* **Work item**: No record may be left out; print them all verbatim.

Saved data entries
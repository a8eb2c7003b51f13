//! Tree traversal framework
//!
//! One depth-first walk parametrized by a [`TreeVisitor`]. The scene graph and
//! the entity scene both implement [`Hierarchy`], so bounds computation,
//! printing, searching, copying and the transform update pass are written
//! once as visitors and run over either tree.
//!
//! The walk is iterative and snapshots a node's children when it enters the
//! node. Visitors may therefore add, remove or reparent nodes while walking.
//! A node removed before the walk reaches it is skipped.

pub mod transform;

pub use transform::{TransformHierarchy, TransformUpdateVisitor};

use std::fmt;

/// Which children a traversal descends into
#[derive(Debug, Clone, Copy, PartialEq, Eq, Default)]
pub enum TraversalMode {
    /// Active children only
    #[default]
    ActiveOnly,
    /// Active children first, then inactive ones
    All,
}

/// Tree shaped structure a traversal can walk
pub trait Hierarchy {
    /// Identifier of a tree element
    type Id: Copy + Eq + fmt::Debug;

    /// Whether `id` names an element of this tree
    fn contains(&self, id: Self::Id) -> bool;

    /// Append the children of `id` to `out` in visiting order
    fn collect_children(&self, id: Self::Id, mode: TraversalMode, out: &mut Vec<Self::Id>);
}

impl<H: Hierarchy> Hierarchy for &H {
    type Id = H::Id;

    fn contains(&self, id: Self::Id) -> bool {
        (**self).contains(id)
    }

    fn collect_children(&self, id: Self::Id, mode: TraversalMode, out: &mut Vec<Self::Id>) {
        (**self).collect_children(id, mode, out);
    }
}

/// Strategy plugged into [`traverse`]
///
/// Read-only visitors implement `TreeVisitor<&T>` and are run with
/// `traverse(&mut &tree, ...)`.
pub trait TreeVisitor<H: Hierarchy> {
    /// Called once before the root is visited, resets accumulated state
    fn pre_traverse(&mut self, _tree: &mut H) {}

    /// Called when entering a node, returns whether to descend into its children
    fn pre_order_visit(&mut self, tree: &mut H, id: H::Id) -> bool;

    /// Called after the children of a node were processed
    ///
    /// Runs for every node whose `pre_order_visit` ran, including pruned ones,
    /// so anything pushed on entry can be popped here unconditionally.
    fn post_order_visit(&mut self, _tree: &mut H, _id: H::Id) {}

    /// Called once after the walk, used to finalize results and check invariants
    fn post_traverse(&mut self, _tree: &mut H) {}
}

enum Step<Id> {
    Enter(Id),
    Exit(Id),
}

/// Walk the subtree under `root` depth first
///
/// Children are visited in insertion order. With [`TraversalMode::All`] the
/// inactive children follow the active ones.
pub fn traverse<H, V>(tree: &mut H, root: H::Id, visitor: &mut V, mode: TraversalMode)
where
    H: Hierarchy,
    V: TreeVisitor<H> + ?Sized,
{
    visitor.pre_traverse(tree);

    if tree.contains(root) {
        let mut stack = vec![Step::Enter(root)];
        let mut children = Vec::new();

        while let Some(step) = stack.pop() {
            match step {
                Step::Enter(id) => {
                    if !tree.contains(id) {
                        continue;
                    }

                    let descend = visitor.pre_order_visit(tree, id);
                    stack.push(Step::Exit(id));

                    if descend {
                        children.clear();
                        tree.collect_children(id, mode, &mut children);
                        stack.extend(children.iter().rev().map(|child| Step::Enter(*child)));
                    }
                }
                Step::Exit(id) => visitor.post_order_visit(tree, id),
            }
        }
    } else {
        log::error!("Traversal root {root:?} is not part of the tree");
    }

    visitor.post_traverse(tree);
}
//! Spatial partitioning
//!
//! Bounded-volume indices over movable objects. The octree tracks bounding
//! spheres in 3D, the quadtree tracks bounding circles in 2D. Both are the
//! same [`SpatialTree`] parametrized by region type.

pub mod bounds;
pub mod filter;
pub mod region;
pub mod tree;

pub use bounds::{Circle, Frustum, Plane, Rect, Sphere, AABB};
pub use filter::{AreaFilter, Filter, SpatialFilter, VolumeFilter};
pub use region::Region;
pub use tree::{SpatialError, SpatialIndexConfig, SpatialTree};

/// 3D index over bounding spheres, splitting into 8 octants
pub type Octree<K> = SpatialTree<AABB, K>;

/// 2D index over bounding circles, splitting into 4 quadrants
pub type Quadtree<K> = SpatialTree<Rect, K>;

/// Reusable query context for octrees
pub type OctreeFilter<K> = SpatialFilter<VolumeFilter, K>;

/// Reusable query context for quadtrees
pub type QuadtreeFilter<K> = SpatialFilter<AreaFilter, K>;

* **Solution to the problem**:
repository a8eb2c7003b51f13
//! Tree traversal framework
//!
//! One depth-first walk parametrized by a [`TreeVisitor`]. The scene graph and
//! the entity scene both implement [`Hierarchy`], so bounds computation,
//! printing, searching, copying and the transform update pass are written
//! once as visitors and run over either tree.
//!
//! The walk is iterative and snapshots a node's children when it enters the
//! node. Visitors may therefore add, remove or reparent nodes while walking.
//! A node removed before the walk reaches it is skipped.

pub mod transform;

pub use transform::{TransformHierarchy, TransformUpdateVisitor};

use std::fmt;

/// Which children a traversal descends into
#[derive(Debug, Clone, Copy, PartialEq, Eq, Default)]
pub enum TraversalMode {
    /// Active children only
    #[default]
    ActiveOnly,
    /// Active children first, then inactive ones
    All,
}

/// Tree shaped structure a traversal can walk
pub trait Hierarchy {
    /// Identifier of a tree element
    type Id: Copy + Eq + fmt::Debug;

    /// Whether `id` names an element of this tree
    fn contains(&self, id: Self::Id) -> bool;

    /// Append the children of `id` to `out` in visiting order
    fn collect_children(&self, id: Self::Id, mode: TraversalMode, out: &mut Vec<Self::Id>);
}

impl<H: Hierarchy> Hierarchy for &H {
    type Id = H::Id;

    fn contains(&self, id: Self::Id) -> bool {
        (**self).contains(id)
    }

    fn collect_children(&self, id: Self::Id, mode: TraversalMode, out: &mut Vec<Self::Id>) {
        (**self).collect_children(id, mode, out);
    }
}

/// Strategy plugged into [`traverse`]
///
/// Read-only visitors implement `TreeVisitor<&T>` and are run with
/// `traverse(&mut &tree, ...)`.
pub trait TreeVisitor<H: Hierarchy> {
    /// Called once before the root is visited, resets accumulated state
    fn pre_traverse(&mut self, _tree: &mut H) {}

    /// Called when entering a node, returns whether to descend into its children
    fn pre_order_visit(&mut self, tree: &mut H, id: H::Id) -> bool;

    /// Called after the children of a node were processed
    ///
    /// Runs for every node whose `pre_order_visit` ran, including pruned ones,
    /// so anything pushed on entry can be popped here unconditionally.
    fn post_order_visit(&mut self, _tree: &mut H, _id: H::Id) {}

    /// Called once after the walk, used to finalize results and check invariants
    fn post_traverse(&mut self, _tree: &mut H) {}
}

enum Step<Id> {
    Enter(Id),
    Exit(Id),
}

/// Walk the subtree under `root` depth first
///
/// Children are visited in insertion order. With [`TraversalMode::All`] the
/// inactive children follow the active ones.
pub fn traverse<H, V>(tree: &mut H, root: H::Id, visitor: &mut V, mode: TraversalMode)
where
    H: Hierarchy,
    V: TreeVisitor<H> + ?Sized,
{
    visitor.pre_traverse(tree);

    if tree.contains(root) {
        let mut stack = vec![Step::Enter(root)];
        let mut children = Vec::new();

        while let Some(step) = stack.pop() {
            match step {
                Step::Enter(id) => {
                    if !tree.contains(id) {
                        continue;
                    }

                    let descend = visitor.pre_order_visit(tree, id);
                    stack.push(Step::Exit(id));

                    if descend {
                        children.clear();
                        tree.collect_children(id, mode, &mut children);
                        stack.extend(children.iter().rev().map(|child| Step::Enter(*child)));
                    }
                }
                Step::Exit(id) => visitor.post_order_visit(tree, id),
            }
        }
    } else {
        log::error!("Traversal root {root:?} is not part of the tree");
    }

    visitor.post_traverse(tree);
}
//! Spatial partitioning
//!
//! Bounded-volume indices over movable objects. The octree tracks bounding
//! spheres in 3D, the quadtree tracks bounding circles in 2D. Both are the
//! same [`SpatialTree`] parametrized by region type.

pub mod bounds;
pub mod filter;
pub mod region;
pub mod tree;

pub use bounds::{Circle, Frustum, Plane, Rect, Sphere, AABB};
pub use filter::{AreaFilter, Filter, SpatialFilter, VolumeFilter};
pub use region::Region;
pub use tree::{SpatialError, SpatialIndexConfig, SpatialTree};

/// 3D index over bounding spheres, splitting into 8 octants
pub type Octree<K> = SpatialTree<AABB, K>;

/// 2D index over bounding circles, splitting into 4 quadrants
pub type Quadtree<K> = SpatialTree<Rect, K>;

/// Reusable query context for octrees
pub type OctreeFilter<K> = SpatialFilter<VolumeFilter, K>;

/// Reusable query context for quadtrees
pub type QuadtreeFilter<K> = SpatialFilter<AreaFilter, K>;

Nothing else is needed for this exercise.